Report each line of the records below that uses the word "twice".

════════

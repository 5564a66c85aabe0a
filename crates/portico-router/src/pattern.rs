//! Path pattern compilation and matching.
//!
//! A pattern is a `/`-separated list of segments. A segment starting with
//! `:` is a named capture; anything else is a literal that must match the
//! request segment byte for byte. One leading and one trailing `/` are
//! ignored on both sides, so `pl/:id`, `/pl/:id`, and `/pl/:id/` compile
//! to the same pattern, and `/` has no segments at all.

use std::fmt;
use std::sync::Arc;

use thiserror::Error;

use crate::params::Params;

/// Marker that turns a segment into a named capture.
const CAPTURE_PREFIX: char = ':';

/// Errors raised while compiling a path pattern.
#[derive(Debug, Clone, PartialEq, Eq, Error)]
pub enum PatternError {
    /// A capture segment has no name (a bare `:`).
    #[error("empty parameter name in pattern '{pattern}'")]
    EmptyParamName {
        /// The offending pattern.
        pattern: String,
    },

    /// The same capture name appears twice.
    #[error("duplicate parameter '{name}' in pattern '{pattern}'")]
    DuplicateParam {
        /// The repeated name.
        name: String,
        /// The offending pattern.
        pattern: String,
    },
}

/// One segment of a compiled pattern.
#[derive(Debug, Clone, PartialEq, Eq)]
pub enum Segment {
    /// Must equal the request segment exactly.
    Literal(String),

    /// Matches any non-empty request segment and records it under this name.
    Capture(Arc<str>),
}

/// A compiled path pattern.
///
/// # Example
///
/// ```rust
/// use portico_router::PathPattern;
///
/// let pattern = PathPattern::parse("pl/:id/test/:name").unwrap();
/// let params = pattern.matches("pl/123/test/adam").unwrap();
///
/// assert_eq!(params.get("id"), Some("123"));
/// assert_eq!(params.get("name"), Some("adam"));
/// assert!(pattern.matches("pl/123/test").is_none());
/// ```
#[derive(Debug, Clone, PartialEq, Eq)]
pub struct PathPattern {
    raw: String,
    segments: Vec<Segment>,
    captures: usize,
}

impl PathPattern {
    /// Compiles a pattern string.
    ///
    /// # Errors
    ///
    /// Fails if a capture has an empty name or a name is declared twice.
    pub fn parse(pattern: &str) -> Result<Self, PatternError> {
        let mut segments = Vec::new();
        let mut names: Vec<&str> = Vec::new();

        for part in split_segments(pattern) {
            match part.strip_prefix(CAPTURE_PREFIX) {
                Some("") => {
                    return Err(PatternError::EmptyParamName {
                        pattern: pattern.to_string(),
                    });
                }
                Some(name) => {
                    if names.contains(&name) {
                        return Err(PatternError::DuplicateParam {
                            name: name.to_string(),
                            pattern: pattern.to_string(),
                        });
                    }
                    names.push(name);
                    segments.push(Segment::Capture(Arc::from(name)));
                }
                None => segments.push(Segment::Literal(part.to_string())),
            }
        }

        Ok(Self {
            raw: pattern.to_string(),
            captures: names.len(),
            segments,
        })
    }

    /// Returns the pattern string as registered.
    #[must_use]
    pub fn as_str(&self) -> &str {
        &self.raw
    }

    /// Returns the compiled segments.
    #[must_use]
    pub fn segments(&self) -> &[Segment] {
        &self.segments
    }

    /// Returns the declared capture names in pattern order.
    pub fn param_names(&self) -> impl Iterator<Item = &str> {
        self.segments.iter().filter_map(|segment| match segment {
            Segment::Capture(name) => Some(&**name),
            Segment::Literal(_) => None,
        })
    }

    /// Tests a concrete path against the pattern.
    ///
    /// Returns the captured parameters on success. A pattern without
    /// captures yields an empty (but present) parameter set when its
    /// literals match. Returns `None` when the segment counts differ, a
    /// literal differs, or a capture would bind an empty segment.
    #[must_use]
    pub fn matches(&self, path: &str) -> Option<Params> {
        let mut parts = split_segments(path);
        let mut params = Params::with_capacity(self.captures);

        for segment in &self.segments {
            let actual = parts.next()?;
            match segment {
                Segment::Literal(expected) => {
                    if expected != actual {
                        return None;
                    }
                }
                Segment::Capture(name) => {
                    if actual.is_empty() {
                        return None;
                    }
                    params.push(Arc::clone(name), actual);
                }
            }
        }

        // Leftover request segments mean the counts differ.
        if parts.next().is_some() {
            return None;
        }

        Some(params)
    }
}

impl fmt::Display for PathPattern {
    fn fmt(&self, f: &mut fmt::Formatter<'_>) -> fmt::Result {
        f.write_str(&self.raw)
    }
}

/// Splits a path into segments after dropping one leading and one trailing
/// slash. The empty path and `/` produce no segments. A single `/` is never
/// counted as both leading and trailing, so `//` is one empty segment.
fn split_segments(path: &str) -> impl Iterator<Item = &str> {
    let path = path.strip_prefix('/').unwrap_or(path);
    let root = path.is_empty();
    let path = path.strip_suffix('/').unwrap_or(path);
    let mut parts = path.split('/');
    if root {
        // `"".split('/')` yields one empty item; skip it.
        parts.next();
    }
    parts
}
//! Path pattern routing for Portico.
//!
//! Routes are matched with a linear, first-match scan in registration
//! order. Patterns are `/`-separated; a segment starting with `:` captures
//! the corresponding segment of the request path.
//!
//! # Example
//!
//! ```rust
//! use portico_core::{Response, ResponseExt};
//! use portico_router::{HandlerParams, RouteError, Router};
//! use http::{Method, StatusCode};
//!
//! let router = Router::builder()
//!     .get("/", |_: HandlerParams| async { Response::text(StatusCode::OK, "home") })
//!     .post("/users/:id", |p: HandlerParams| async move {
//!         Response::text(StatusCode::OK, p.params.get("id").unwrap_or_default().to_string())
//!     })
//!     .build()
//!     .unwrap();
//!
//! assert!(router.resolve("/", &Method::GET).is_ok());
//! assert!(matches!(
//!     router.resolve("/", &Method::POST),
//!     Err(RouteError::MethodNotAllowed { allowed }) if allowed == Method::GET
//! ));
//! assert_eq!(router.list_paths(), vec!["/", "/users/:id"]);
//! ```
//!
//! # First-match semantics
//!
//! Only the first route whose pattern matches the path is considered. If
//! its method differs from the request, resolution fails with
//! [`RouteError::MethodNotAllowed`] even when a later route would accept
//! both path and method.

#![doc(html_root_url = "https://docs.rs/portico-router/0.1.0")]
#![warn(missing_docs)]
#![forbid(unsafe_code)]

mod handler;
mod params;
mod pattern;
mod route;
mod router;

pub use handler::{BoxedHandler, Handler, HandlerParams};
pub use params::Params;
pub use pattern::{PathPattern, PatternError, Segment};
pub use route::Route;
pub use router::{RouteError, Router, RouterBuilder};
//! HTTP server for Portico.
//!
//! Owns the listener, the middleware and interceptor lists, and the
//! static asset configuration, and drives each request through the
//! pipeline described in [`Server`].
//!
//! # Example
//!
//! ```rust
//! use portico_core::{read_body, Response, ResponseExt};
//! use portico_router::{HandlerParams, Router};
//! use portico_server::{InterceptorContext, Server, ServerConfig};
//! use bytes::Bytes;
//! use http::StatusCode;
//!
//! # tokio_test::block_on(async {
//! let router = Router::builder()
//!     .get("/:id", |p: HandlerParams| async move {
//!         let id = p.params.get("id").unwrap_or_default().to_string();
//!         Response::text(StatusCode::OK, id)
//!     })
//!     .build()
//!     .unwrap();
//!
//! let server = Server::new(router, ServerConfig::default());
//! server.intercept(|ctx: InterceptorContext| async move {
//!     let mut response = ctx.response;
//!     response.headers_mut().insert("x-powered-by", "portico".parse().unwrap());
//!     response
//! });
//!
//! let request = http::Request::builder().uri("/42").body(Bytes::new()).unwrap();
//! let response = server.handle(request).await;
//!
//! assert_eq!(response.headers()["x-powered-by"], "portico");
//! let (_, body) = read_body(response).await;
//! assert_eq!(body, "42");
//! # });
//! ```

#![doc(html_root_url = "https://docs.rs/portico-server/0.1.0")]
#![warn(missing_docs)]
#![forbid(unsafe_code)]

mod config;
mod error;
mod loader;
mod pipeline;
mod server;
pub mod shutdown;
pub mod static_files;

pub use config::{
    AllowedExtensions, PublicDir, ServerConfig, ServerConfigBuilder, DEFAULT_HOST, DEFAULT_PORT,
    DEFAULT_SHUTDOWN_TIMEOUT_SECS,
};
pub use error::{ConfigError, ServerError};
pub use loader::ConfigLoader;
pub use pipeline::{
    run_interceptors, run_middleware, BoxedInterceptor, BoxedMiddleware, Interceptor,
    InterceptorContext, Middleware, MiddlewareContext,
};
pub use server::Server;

════════

_PROBLEM SOLUTION_.
    /// The same capture name appears twice.
    /// Fails if a capture has an empty name or a name is declared twice.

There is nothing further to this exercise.